En la campaña de Egipto padeció fiebres y una grave infección urinaria; en la batalla de Borodinó, que tuvo lugar en 1812, padeció problemas urinarios; en la de Bautzen, en 1813, sufrió problemas gástricos; y ese mismo año, en Leipzig, el ejército francés perdió la batalla porque su general se encontraba aletargado.

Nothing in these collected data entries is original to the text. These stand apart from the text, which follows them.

//! Glyph slicing: walk the calibrated grid and yield one bitmap per cell.
//!
//! Glyphs are produced lazily, strictly in row-major order — row 0 col 0..75,
//! row 1 col 0..75, … — which is the reading order of the encoded payload.
//! Reordering the emission would scramble the reconstructed document.
//!
//! The horizontal position accumulates by repeatedly adding the fractional
//! column width to a running float, seeded at the block's left edge, instead
//! of recomputing `left + col · width` per cell; accumulation keeps rounding
//! error from being reintroduced at every step, and the position is rounded
//! to a pixel only at extraction time. Cells whose every derived intensity is
//! 255 are dropped — they are the unused trailing cells on wrap boundaries
//! and the final partial row, and never part of the payload.

use crate::buffer::PixelBuffer;
use crate::error::SegmentError;
use crate::overlay::{self, Overlay};
use crate::pipeline::carets::Caret;
use crate::pipeline::layout::Layout;

/// One glyph cell's pixel intensities.
///
/// `intensity` is single-channel, row-major, derived from the red channel
/// right-shifted by the configured bit count.
#[derive(Debug, Clone)]
pub struct Glyph {
    /// Caret row index, top to bottom.
    pub row: usize,
    /// Column index within the 76-column grid.
    pub col: usize,
    pub width: u32,
    pub height: u32,
    pub intensity: Vec<u8>,
}

/// Lazy, ordered, one-shot glyph sequence for a single page.
///
/// Yields `Err` for cells whose computed bounds leave the pixel buffer —
/// a sign of calibration drift — and silently skips blank cells.
pub struct Glyphs<'a> {
    buffer: PixelBuffer<'a>,
    carets: Vec<Caret>,
    layout: Layout,
    shift: u8,
    overlay: Option<&'a mut dyn Overlay>,
    row: usize,
    col: usize,
    x: f64,
    y: i32,
}

impl<'a> Glyphs<'a> {
    pub(crate) fn new(
        buffer: PixelBuffer<'a>,
        carets: Vec<Caret>,
        layout: Layout,
        shift: u8,
        overlay: Option<&'a mut dyn Overlay>,
    ) -> Self {
        let x = layout.base64_left as f64;
        let y = carets
            .first()
            .map(|c| c.y - layout.glyph_y_offset)
            .unwrap_or(0);
        Self {
            buffer,
            carets,
            layout,
            shift,
            overlay,
            row: 0,
            col: 0,
            x,
            y,
        }
    }

    /// The layout this iterator slices against.
    pub fn layout(&self) -> &Layout {
        &self.layout
    }

    /// Reseed the running position at the start of a caret row.
    fn seed_row(&mut self) {
        self.x = self.layout.base64_left as f64;
        self.y = self.carets[self.row].y - self.layout.glyph_y_offset;
    }
}

impl<'a> Iterator for Glyphs<'a> {
    type Item = Result<Glyph, SegmentError>;

    fn next(&mut self) -> Option<Self::Item> {
        let cell_width = self.layout.column_width.ceil() as i32;
        let cell_height = self.layout.cell_height;

        loop {
            if self.row >= self.carets.len() {
                return None;
            }
            if self.col >= self.layout.column_count {
                self.row += 1;
                self.col = 0;
                if self.row < self.carets.len() {
                    self.seed_row();
                }
                continue;
            }

            let (row, col) = (self.row, self.col);
            let x = self.x.round() as i32;
            let y = self.y;
            self.col += 1;
            self.x += self.layout.column_width;

            if x < 0
                || y < 0
                || x + cell_width > self.buffer.width() as i32
                || y + cell_height > self.buffer.height() as i32
            {
                return Some(Err(SegmentError::OutOfBounds {
                    row,
                    col,
                    x,
                    y,
                    cell_width: cell_width as u32,
                    cell_height: cell_height as u32,
                    width: self.buffer.width(),
                    height: self.buffer.height(),
                }));
            }

            let rgba = self.buffer.copy_rect(
                x as u32,
                y as u32,
                cell_width as u32,
                cell_height as u32,
            );
            let intensity: Vec<u8> = rgba
                .chunks_exact(4)
                .map(|px| px[0] >> self.shift)
                .collect();

            if intensity.iter().all(|&v| v == 255) {
                continue;
            }

            overlay::line(&mut self.overlay, x, y, x, y + cell_height);
            overlay::line(&mut self.overlay, x, y, x + cell_width, y);
            overlay::line(
                &mut self.overlay,
                x,
                y + cell_height,
                x + cell_width,
                y + cell_height,
            );

            return Some(Ok(Glyph {
                row,
                col,
                width: cell_width as u32,
                height: cell_height as u32,
                intensity,
            }));
        }
    }
}

#[cfg(test)]
mod tests {
    use super::*;
    use crate::pipeline::layout::PAYLOAD_COLUMNS;
    use crate::pipeline::testpage::TestPage;

    fn grid_layout() -> Layout {
        Layout {
            caret_width: 24,
            caret_height: 20,
            line_height: 47.0,
            base64_left: 100,
            base64_right: 1923,
            base64_top: 0,
            base64_bottom: 3375,
            column_width: 24.0,
            column_count: PAYLOAD_COLUMNS,
            cell_height: 43,
            glyph_y_offset: 6,
        }
    }

    fn caret(y: i32) -> Caret {
        Caret {
            x: 50,
            y,
            height: 20,
            half_height: 10.0,
        }
    }

    #[test]
    fn emits_row_major_and_drops_blank_cells() {
        let mut page = TestPage::blank(2000, 3375);
        // Row 0: ink in cols 0, 2, 75. Row 1: ink in col 1 only.
        // Cells start at y = caret.y − 6.
        for &(row_y, col) in &[(500, 0u32), (500, 2), (500, 75), (547, 1)] {
            let cell_x = 100 + 24 * col;
            let cell_y = (row_y - 6 + 10) as u32;
            page.fill_rect(cell_x + 4, cell_y, 8, 8);
        }

        let buf = page.buffer();
        let glyphs: Vec<Glyph> =
            Glyphs::new(buf, vec![caret(500), caret(547)], grid_layout(), 0, None)
                .collect::<Result<_, _>>()
                .expect("no out-of-bounds");

        let cells: Vec<(usize, usize)> = glyphs.iter().map(|g| (g.row, g.col)).collect();
        assert_eq!(cells, vec![(0, 0), (0, 2), (0, 75), (1, 1)]);
        for g in &glyphs {
            assert_eq!(g.width, 24);
            assert_eq!(g.height, 43);
            assert_eq!(g.intensity.len(), 24 * 43);
            assert!(g.intensity.iter().any(|&v| v != 255));
        }
    }

    #[test]
    fn emits_at_most_column_count_per_row() {
        let mut page = TestPage::blank(2000, 3375);
        // Ink across the entire row band, well past column 75's cell.
        page.fill_rect(100, 500, 1900, 30);

        let buf = page.buffer();
        let glyphs: Vec<Glyph> = Glyphs::new(buf, vec![caret(500)], grid_layout(), 0, None)
            .collect::<Result<_, _>>()
            .expect("no out-of-bounds");
        assert_eq!(glyphs.len(), PAYLOAD_COLUMNS);
    }

    #[test]
    fn reports_out_of_bounds_instead_of_clamping() {
        let page = TestPage::blank(2000, 3375);
        let buf = page.buffer();
        // A caret so low that its glyph cells extend past the page bottom.
        let results: Vec<_> = Glyphs::new(buf, vec![caret(3360)], grid_layout(), 0, None).collect();
        assert_eq!(results.len(), PAYLOAD_COLUMNS);
        assert!(results.iter().all(|r| matches!(
            r,
            Err(SegmentError::OutOfBounds { .. })
        )));
    }

    #[test]
    fn intensity_uses_shifted_red_channel() {
        let mut page = TestPage::blank(2000, 3375);
        page.fill_rect(100, 500, 24, 30);

        let buf = page.buffer();
        let glyphs: Vec<Glyph> = Glyphs::new(buf, vec![caret(500)], grid_layout(), 3, None)
            .collect::<Result<_, _>>()
            .expect("no out-of-bounds");
        // With shift 3, white maps to 31 and ink to 0; nothing equals 255,
        // so even all-white cells are emitted.
        assert_eq!(glyphs.len(), PAYLOAD_COLUMNS);
        let g = &glyphs[0];
        assert!(g.intensity.contains(&0));
        assert!(g.intensity.contains(&31));
        assert!(!g.intensity.contains(&255));
    }
}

Todos los historiadores coinciden en que Napoleón pudo haber perdido la decisiva batalla de Waterloo, el 18 de junio de 1815, librada entre el ejército imperial francés y las tropas británicas y prusianas, al mando del duque de Wellington y del general von Blücher, por un repentino y violento ataque de hemorroides. La noche previa a la batalla, el Gran Corso durmió poco y sus generales observaron cómo se movía con dificultad y cómo sus fuerzas flaqueaban. Aquella mañana, en lugar de atacar más temprano como estaba previsto, Napoleón se vio obligado a demorar el ataque, ante la imposibilidad de subirse a su caballo Marengo con el fin de supervisar el movimiento de sus tropas. El día era terrible y la lluvia inundaba los campos de Bélgica. Napoleón pensó que si esperaba, la lluvia escamparía y el terreno se secaría ligeramente. La tensión y los nervios provocaron que los músculos del esfínter de Napoleón se tensaran de tal manera, que el emperador francés sintiera intensos dolores hemorroidales que le obligaron a tomar baños para calmar las molestias. Cuando pudo hacerlo, la climatología adversa y otros errores de estrategia militar —el ejército francés se dispuso en forma simétrica para cubrir las maniobras del enemigo emplazado en la colina de Saint-Jean, pensando que los prusianos se retirarían al Este— facilitaron la victoria de las tropas británicas y prusianas. ¿Cómo sería la Europa del presente si las hemorroides de Napoleón no le hubiesen impedido aplicar la correcta estrategia militar en la última batalla?

José Miguel Carrillo de Albornoz: Las hemorroides de Napoleón y otras 499 anécdotas que pudieron cambiar (o no) la historia. Barcelona: Styria, 2009, págs. 11-12.